Jesús también tenía experiencia de aquellos invitados que vendrían, sí, pero sin ir
vestidos con el traje de boda, sin alegría por su cercanía, como cumpliendo sólo
una costumbre y con una orientación de sus vidas completamente diferente. San
Gregorio Magno, en una de sus homilías se preguntaba: ¿Qué tipo de personas son
aquellas que vienen sin el traje nupcial? ¿En qué consiste este traje y como se
consigue? Su respuesta dice así: Los que han sido llamados y vienen, en cierto
modo tienen fe. Es la fe la que les abre la puerta. Pero les falta el traje nupcial del
amor. Quien vive la fe sin amor no está preparado para la boda y es arrojado fuera.
La comunión eucarística exige la fe, pero la fe requiere el amor, de lo contrario
también como fe está muerta.
Sabemos por los cuatro Evangelios que la última cena de Jesús, antes de la Pasión,
fue también un lugar de anuncio. Jesús propuso una vez más con insistencia los
elementos fundamentales de su mensaje. Palabra y Sacramento, mensaje y don
están indisolublemente unidos. Pero durante la Última Cena, Jesús sobre todo oró.

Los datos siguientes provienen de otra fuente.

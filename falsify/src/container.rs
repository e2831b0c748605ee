//! List engine behind every container: size distribution and size-first shrinking.

use std::collections::HashSet;
use std::hash::Hash;
use std::sync::Arc;

use rand::{Rng, RngCore};
use tracing::warn;

use crate::distance::ShrinkingDistance;
use crate::error::PropertyError;
use crate::generator::{DEFAULT_MAX_MISSES, Generator};
use crate::shrinkable::{Generated, Shrink, Shrinkable};

/// Maximum container size when none is configured
pub const DEFAULT_MAX_SIZE: usize = 255;

/// Shrinkable list of independently shrinkable elements
///
/// Candidates that drop elements come first, then candidates that replace a single
/// element by one of its own candidates. The size is the first dimension of the
/// distance, so every size reduction is simpler than any element replacement.
pub struct ListShrinkable<T> {
    elements: Vec<Shrinkable<T>>,
    min_size: usize,
}

impl<T: Generated> ListShrinkable<T> {
    pub fn new(elements: Vec<Shrinkable<T>>, min_size: usize) -> Self {
        Self { elements, min_size }
    }

    fn keeping(&self, indices: &[usize]) -> Shrinkable<Vec<T>> {
        let elements = indices.iter().map(|&i| self.elements[i].clone()).collect();
        Shrinkable::new(Self::new(elements, self.min_size))
    }

    fn size_reductions(&self) -> Vec<Shrinkable<Vec<T>>> {
        let n = self.elements.len();
        if n <= self.min_size {
            return Vec::new();
        }

        let half = n / 2;
        let mut kept_sets: Vec<Vec<usize>> = vec![
            (0..self.min_size).collect(),
            (0..half).collect(),
            (half..n).collect(),
        ];
        kept_sets.extend((0..n).map(|removed| (0..n).filter(|&i| i != removed).collect()));

        let mut seen = HashSet::new();
        kept_sets
            .into_iter()
            .filter(|kept| kept.len() >= self.min_size && kept.len() < n)
            .filter(|kept| seen.insert(kept.clone()))
            .map(|kept| self.keeping(&kept))
            .collect()
    }

    fn element_replacements(&self) -> Vec<Shrinkable<Vec<T>>> {
        let mut candidates = Vec::new();
        for (index, element) in self.elements.iter().enumerate() {
            for replacement in element.shrink_candidates() {
                let mut elements = self.elements.clone();
                elements[index] = replacement;
                candidates.push(Shrinkable::new(Self::new(elements, self.min_size)));
            }
        }
        candidates
    }
}

impl<T: Generated> Shrink<Vec<T>> for ListShrinkable<T> {
    fn value(&self) -> Vec<T> {
        self.elements.iter().map(Shrinkable::value).collect()
    }

    fn distance(&self) -> ShrinkingDistance {
        ShrinkingDistance::for_collection(&self.elements)
    }

    fn shrink(&self) -> Vec<Shrinkable<Vec<T>>> {
        let mut candidates = self.size_reductions();
        candidates.extend(self.element_replacements());
        candidates
    }
}

/// Draw a container size in `[min, max]`
///
/// Sizes up to `max(min + 1, sqrt(gen_size))` are favoured: when that cutoff is
/// below `max`, nine draws in ten stay at or below it.
pub fn draw_size(rng: &mut dyn RngCore, min: usize, max: usize, gen_size: usize) -> usize {
    if min >= max {
        return min;
    }
    let cutoff = (min + 1).max((gen_size as f64).sqrt() as usize);
    if cutoff < max && rng.gen_range(0..10) != 0 {
        rng.gen_range(min..=cutoff)
    } else {
        rng.gen_range(min..=max)
    }
}

/// Lists of `min..=max` independent elements
pub fn container<T: Generated>(
    element: Generator<T>,
    min: usize,
    max: usize,
    gen_size: usize,
) -> Generator<Vec<T>> {
    if min > max {
        return Generator::fail(format!("container min size {min} exceeds max size {max}"));
    }
    Generator::new(move |rng| {
        let size = draw_size(rng, min, max, gen_size);
        let elements = (0..size)
            .map(|_| element.next(rng))
            .collect::<Result<Vec<_>, _>>()?;
        Ok(Shrinkable::new(ListShrinkable::new(elements, min)))
    })
}

/// Lists of `min..=max` pairwise distinct elements
///
/// Duplicate draws are retried; more than [`DEFAULT_MAX_MISSES`] consecutive
/// duplicates fail with [`PropertyError::TooManyFilterMisses`]. Shrink candidates
/// that would introduce duplicates are discarded.
pub fn unique_container<T>(
    element: Generator<T>,
    min: usize,
    max: usize,
    gen_size: usize,
) -> Generator<Vec<T>>
where
    T: Generated + Eq + Hash,
{
    unique_container_by(element, min, max, gen_size, T::clone)
}

/// Lists of `min..=max` elements whose keys are pairwise distinct
pub fn unique_container_by<T, K, F>(
    element: Generator<T>,
    min: usize,
    max: usize,
    gen_size: usize,
    key: F,
) -> Generator<Vec<T>>
where
    T: Generated,
    K: Eq + Hash + 'static,
    F: Fn(&T) -> K + Send + Sync + 'static,
{
    if min > max {
        return Generator::fail(format!("container min size {min} exceeds max size {max}"));
    }
    let key = Arc::new(key);
    Generator::new(move |rng| {
        let size = draw_size(rng, min, max, gen_size);
        let mut seen = HashSet::with_capacity(size);
        let mut elements = Vec::with_capacity(size);

        while elements.len() < size {
            let mut misses = 0;
            loop {
                let candidate = element.next(rng)?;
                if seen.insert(key(&candidate.value())) {
                    elements.push(candidate);
                    break;
                }
                misses += 1;
                if misses >= DEFAULT_MAX_MISSES {
                    warn!(size, drawn = elements.len(), "cannot draw enough unique elements");
                    return Err(PropertyError::TooManyFilterMisses { misses });
                }
            }
        }

        let list = Shrinkable::new(ListShrinkable::new(elements, min));
        let key = Arc::clone(&key);
        Ok(list.filter(move |values: &Vec<T>| all_unique(values.iter().map(|value| key(value)))))
    })
}

fn all_unique<K: Eq + Hash>(mut keys: impl Iterator<Item = K>) -> bool {
    let mut seen = HashSet::new();
    keys.all(|key| seen.insert(key))
}

#[cfg(test)]
mod tests {
    use super::*;
    use crate::primitives::{IntegralShrinkable, integral_generator};
    use crate::rng::SourceOfRandomness;

    fn list(values: &[i32], min_size: usize) -> Shrinkable<Vec<i32>> {
        let elements = values
            .iter()
            .map(|&v| Shrinkable::new(IntegralShrinkable::new(v, 0)))
            .collect();
        Shrinkable::new(ListShrinkable::new(elements, min_size))
    }

    #[test]
    fn test_list_distance_is_size_first() {
        let shrinkable = list(&[3, 4], 0);
        assert_eq!(shrinkable.distance().dimensions(), &[2, 0, 7]);
    }

    #[test]
    fn test_size_reductions_come_before_replacements() {
        let shrinkable = list(&[5, 6, 7, 8], 0);
        let candidates = shrinkable.shrink_candidates();

        let first_full_length = candidates
            .iter()
            .position(|c| c.value().len() == 4)
            .unwrap();
        assert!(
            candidates[..first_full_length]
                .iter()
                .all(|c| c.value().len() < 4)
        );
        assert!(
            candidates[first_full_length..]
                .iter()
                .all(|c| c.value().len() == 4)
        );

        let reductions: Vec<Vec<i32>> = candidates[..first_full_length]
            .iter()
            .map(Shrinkable::value)
            .collect();
        assert_eq!(
            reductions,
            vec![
                vec![],
                vec![5, 6],
                vec![7, 8],
                vec![6, 7, 8],
                vec![5, 7, 8],
                vec![5, 6, 8],
                vec![5, 6, 7],
            ]
        );
    }

    #[test]
    fn test_size_reductions_respect_min_size() {
        let shrinkable = list(&[1, 2, 3], 2);
        for candidate in shrinkable.shrink_candidates() {
            assert!(candidate.value().len() >= 2);
        }
        let at_min = list(&[1, 2], 2);
        assert!(
            at_min
                .shrink_candidates()
                .iter()
                .all(|c| c.value().len() == 2)
        );
    }

    #[test]
    fn test_candidates_are_strictly_simpler() {
        let shrinkable = list(&[9, -4, 0, 12], 1);
        for candidate in shrinkable.shrink_candidates() {
            assert!(candidate.distance() < shrinkable.distance());
        }
    }

    #[test]
    fn test_draw_size_favours_small_sizes() {
        let mut rng = SourceOfRandomness::from_seed(8);
        let sizes: Vec<usize> = (0..1000).map(|_| draw_size(&mut rng, 0, 255, 100)).collect();
        assert!(sizes.iter().all(|s| *s <= 255));
        let small = sizes.iter().filter(|s| **s <= 10).count();
        assert!(small > 800, "only {small} sizes were within the cutoff");
        assert!(sizes.iter().any(|s| *s > 10));
    }

    #[test]
    fn test_draw_size_degenerate_ranges() {
        let mut rng = SourceOfRandomness::from_seed(8);
        assert_eq!(draw_size(&mut rng, 4, 4, 1000), 4);
        for _ in 0..50 {
            assert!((2..=3).contains(&draw_size(&mut rng, 2, 3, 1000)));
        }
    }

    #[test]
    fn test_container_sizes_within_bounds() {
        let generator = container(integral_generator(0, 9, 0), 2, 6, 1000);
        let mut rng = SourceOfRandomness::from_seed(21);
        for _ in 0..100 {
            let len = generator.next(&mut rng).unwrap().value().len();
            assert!((2..=6).contains(&len));
        }
        assert!(container(integral_generator(0, 9, 0), 3, 1, 10).next(&mut rng).is_err());
    }

    #[test]
    fn test_unique_container_has_no_duplicates() {
        let generator = unique_container(integral_generator(0, 20, 0), 5, 10, 1000);
        let mut rng = SourceOfRandomness::from_seed(2);
        for _ in 0..50 {
            let shrinkable = generator.next(&mut rng).unwrap();
            assert!(all_unique(shrinkable.value().iter()));
            for candidate in shrinkable.shrink_candidates() {
                assert!(all_unique(candidate.value().iter()));
            }
        }
    }

    #[test]
    fn test_unique_by_key_allows_equal_payloads() {
        let pairs = integral_generator(0, 30, 0).zip(&integral_generator(0, 1, 0));
        let generator = unique_container_by(pairs, 4, 8, 1000, |(key, _): &(i32, i32)| *key);
        let mut rng = SourceOfRandomness::from_seed(13);
        for _ in 0..50 {
            let shrinkable = generator.next(&mut rng).unwrap();
            let entries = shrinkable.value();
            assert!((4..=8).contains(&entries.len()));
            assert!(all_unique(entries.iter().map(|(key, _)| key)));
            for candidate in shrinkable.shrink_candidates() {
                assert!(all_unique(candidate.value().iter().map(|(key, _)| *key)));
            }
        }
    }

    #[test]
    fn test_unique_container_gives_up_on_small_domain() {
        let generator = unique_container(integral_generator(0, 2, 0), 5, 5, 1000);
        let mut rng = SourceOfRandomness::from_seed(2);
        assert_eq!(
            generator.next(&mut rng).unwrap_err(),
            PropertyError::TooManyFilterMisses {
                misses: DEFAULT_MAX_MISSES
            }
        );
    }
}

Mateo, Marcos y Lucas utilizan dos palabras para describir la oración de Jesús en el
momento central de la Cena: « eucharistesas » y « eulogesas » -«agradecer» y
«bendecir». El movimiento ascendente del agradecimiento y el descendente de la
bendición van juntos. Las palabras de la transustanciación son parte de esta
oración de Jesús. Son palabras de plegaria. Jesús transforma su Pasión en oración,
en ofrenda al Padre por los hombres. Esta transformación de su sufrimiento en
amor posee una fuerza transformadora para los dones, en los que él ahora se da a
sí mismo. Él nos los da para que nosotros y el mundo seamos transformados. El
objetivo propio y último de la transformación eucarística es nuestra propia
transformación en la comunión con Cristo. La Eucaristía apunta al hombre nuevo, al
mundo nuevo, tal como éste puede nacer sólo a partir de Dios mediante la obra del
Siervo de Dios.
Gracias a Lucas y, sobre todo, a Juan sabemos que Jesús en su oración durante la
Última Cena dirigió también peticiones al Padre, súplicas que contienen al mismo
tiempo un llamamiento a sus discípulos de entonces y de todos los tiempos.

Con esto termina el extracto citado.